VIDEO BOOK REVIEW: Personality Isn’t Permanent by Benjamin Hardy, Ph.D.

Personality Isn't Permanent

About Personality Isn’t Permanent (from Amazon):

In Personality Isn’t Permanent, Dr. Benjamin Hardy draws on psychological research to demolish the popular misconception that personality—a person’s consistent attitudes and behaviors—is innate and unchanging. Hardy liberates us from the limiting belief that our “true selves” are to be discovered, and shows how we can intentionally create our desired selves and achieve amazing goals instead. He offers practical, science-based advice to for personal-reinvention, including:

   • Why personality tests such as Myers-Briggs and Enneagram are not only psychologically destructive but are no more scientific than horoscopes
   • Why you should never be the “former” anything–because defining yourself by your past successes is just as damaging to growth as being haunted by past failures
   • How to design your current identity based on your desired future self and make decisions here-and-now through your new identity
   • How to reframe traumatic and painful experiences into a fresh narrative supporting your future success
   • How to become confident enough to define your own life’s purpose
   • How to create a network of “empathetic witnesses” who actively encourage you through the highs and lows of extreme growth
   • How to enhance your subconscious to overcome addictions and limiting patterns
   • How redesign your environment to pull you toward your future, rather than keep you stuck in the past
   • How to tap into what psychologists call “pull motivation” by narrowing your focus on a single, definable, and compelling outcome

The book includes true stories of intentional self-transformation—such as Vanessa O’Brien, who quit her corporate job and set the Guinness World Record for a woman climbing the highest peak on every continent in the fastest time; Andre Norman, who became a Harvard fellow after serving a fourteen-year prison sentence; Ken Arlen, who instantly quit smoking by changing his identity narrative; and Hardy himself, who transcended his childhood in a broken home, surrounded by issues of addiction and mental illness, to earn his PhD and build a happy family.

Filled with strategies for reframing your past and designing your future, Personality Isn’t Permanent is a guide to breaking free from the past and becoming the person you want to be.


My Video Book Review:

⭐️⭐️⭐️⭐️⭐️

VIDEO TRANSCRIPT:

If you’re following me on LinkedIn, you’ve probably seen some quotes that I posted recently from this book Personality Isn’t Permanent by Benjamin Hardy.

I read this book in January and thought I would just share my book review with you here. I thought it was a… I highly recommend it, so I’ll start with that.

I love personality tests actually. I’ll admit it. At work we do the DiSC assessment and the Kolbe assessment and, I find them, I think that my team really enjoys them. We, we enjoy getting to know ourselves better knowing, how we work with other people, and just like learning how to work, better with other people.

But Benjamin Hardy definitely makes you think differently about those types of assessments. He, you know, really helps you see how limiting they could be.

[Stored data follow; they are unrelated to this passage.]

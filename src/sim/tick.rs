//! Per-frame simulation step
//!
//! Applies this frame's commands to the phase machine, then runs one Play
//! frame if the game is live. Play frames always run the subsystems in the
//! same order so every hit is counted once.

use serde::{Deserialize, Serialize};

use super::anim::{self, OneShot};
use super::collision;
use super::movement::{self, GridOutcome, Steering};
use super::projectile;
use super::state::{GameEvent, GamePhase, GameState, Ship, ShipState};

/// Input for a single frame
#[derive(Debug, Clone, Copy, Default, PartialEq, Eq, Serialize, Deserialize)]
pub struct TickInput {
    /// Held directional keys
    pub steering: Steering,
    /// Fire button held
    pub fire: bool,
    /// Start/continue key pressed this frame
    pub confirm: bool,
    /// Pause key pressed this frame
    pub pause: bool,
}

/// Advance the game by one frame of `dt` seconds
pub fn tick(state: &mut GameState, input: &TickInput, dt: f32) {
    apply_commands(state, input);

    if state.phase == GamePhase::Playing {
        play_frame(state, input, dt);
    }
}

/// Phase transitions driven by key presses; irrelevant keys are ignored
fn apply_commands(state: &mut GameState, input: &TickInput) {
    if input.confirm {
        match state.phase {
            GamePhase::Begin => {
                log::info!("Game started");
                state.phase = GamePhase::Playing;
            }
            GamePhase::NextWave => {
                log::info!("Wave {} begins", state.wave);
                state.reset_wave();
                state.phase = GamePhase::Playing;
            }
            GamePhase::Winner | GamePhase::Defeat => {
                log::info!("Run restarted");
                state.reset_run();
                state.phase = GamePhase::Playing;
            }
            GamePhase::Playing | GamePhase::Paused => {}
        }
    }

    if input.pause {
        match state.phase {
            GamePhase::Playing => state.phase = GamePhase::Paused,
            GamePhase::Paused => state.phase = GamePhase::Playing,
            _ => {}
        }
    }
}

/// One frame of live gameplay
fn play_frame(state: &mut GameState, input: &TickInput, dt: f32) {
    state.elapsed += dt;

    if movement::march_enemies(state, dt) == GridOutcome::ReachedBarrier {
        log::info!("Invaders reached the barrier on wave {}", state.wave);
        enter_defeat(state);
        return;
    }

    collision::player_bolts_vs_enemies(state);
    anim::animate_enemy_deaths(state, dt);
    collision::purge(state);

    projectile::enemy_fire(state, dt);
    collision::enemy_bolt_vs_ship(state);
    collision::player_bolts_vs_enemy_bolt(state);
    if state.tuning.solid_barrier {
        collision::bolts_vs_barrier(state);
    }

    let explosion = anim::animate_ship_death(state, dt);

    projectile::player_fire(state, input.fire, dt);
    projectile::advance_player_bolts(state, dt);
    movement::move_ship(state, input.steering, dt);

    if explosion == Some(OneShot::Finished) {
        match state.ship.state {
            ShipState::Dying => {
                log::info!("Ship destroyed, no lives left");
                enter_defeat(state);
                return;
            }
            ShipState::Respawning => {
                state.ship = Ship::new(&state.tuning);
                state.emit(GameEvent::ShipRespawned);
            }
            ShipState::Alive => {}
        }
    }

    // A run already lost to the final explosion cannot clear the wave
    if state.ship.state != ShipState::Dying && !state.enemies_remaining() {
        wave_cleared(state);
    }
}

fn enter_defeat(state: &mut GameState) {
    state.phase = GamePhase::Defeat;
    state.emit(GameEvent::Defeat);
}

/// Grid emptied: either the run is won or the next wave gets faster
fn wave_cleared(state: &mut GameState) {
    let completed = state.wave;
    state.emit(GameEvent::WaveCleared { wave: completed });
    state.direction = Default::default();

    if completed >= state.tuning.winning_wave {
        log::info!("Final wave {} cleared, victory", completed);
        state.phase = GamePhase::Winner;
        state.emit(GameEvent::Victory);
        return;
    }

    state.wave += 1;
    state.apply_wave_speeds();
    log::info!(
        "Wave {} cleared, next enemy speed {} bolt speed {}",
        completed,
        state.enemy_speed,
        state.enemy_bolt_speed
    );
    state.phase = GamePhase::NextWave;
}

If you think that you are a certain way and that’s just how you are and it can’t, you can’t change it , then you limit yourself from creating the life that you were meant to live for you, you know, from, growing.

Personally, professionally and becoming better in certain ways that, you know, you may just think that you’re limited and can’t ever pursue that type of thing. He, one of the examples he gives in the book is a woman who , you know, when she was young, her teacher walked around the room, they had a drawing assignment and, you know, everyone was drawing something and her teacher picked hers up and corrected it.

And she had that memory forever that, she wanted to illustrate children’s books, but she just felt like that memory just stuck in her mind that her teacher, critiqued her work, and that she wasn’t good at drawing, and it wasn’t something that she should pursue. So that’s an example he gives.

He talks a lot about trauma and that was something that , it was just kind of hard for me to get my head around because I think of trauma as like these major incidents. And he talks about that, you know, something that causes PTSD. But he, you know, he talks about trauma really in a sense of failed, uh, failures or missed opportunities. So, so things that can be much smaller, like that example of the woman with the teacher, the teacher who impacted her in some way.

So I had to really think about that and just, you know, what kind of trauma or what kind of limitations have I put on myself? And the one thing is, was throughout the book, I kept thinking about that. And then one thing that really came up for me was public speaking. I don’t, I don’t have any, you know, trauma that I can remember. I don’t have any like critiques that somebody gave me when I was young that made me feel like I was bad at that, but just… it’s fear. And so it’s something that I , really have avoided in my life. And if that were something that could help advance my career or, you know, bring me new opportunities , that would be a really self-limiting behavior that I’m telling myself I’m just not good at. It’s just something I can’t do , and not pursue those types of opportunities.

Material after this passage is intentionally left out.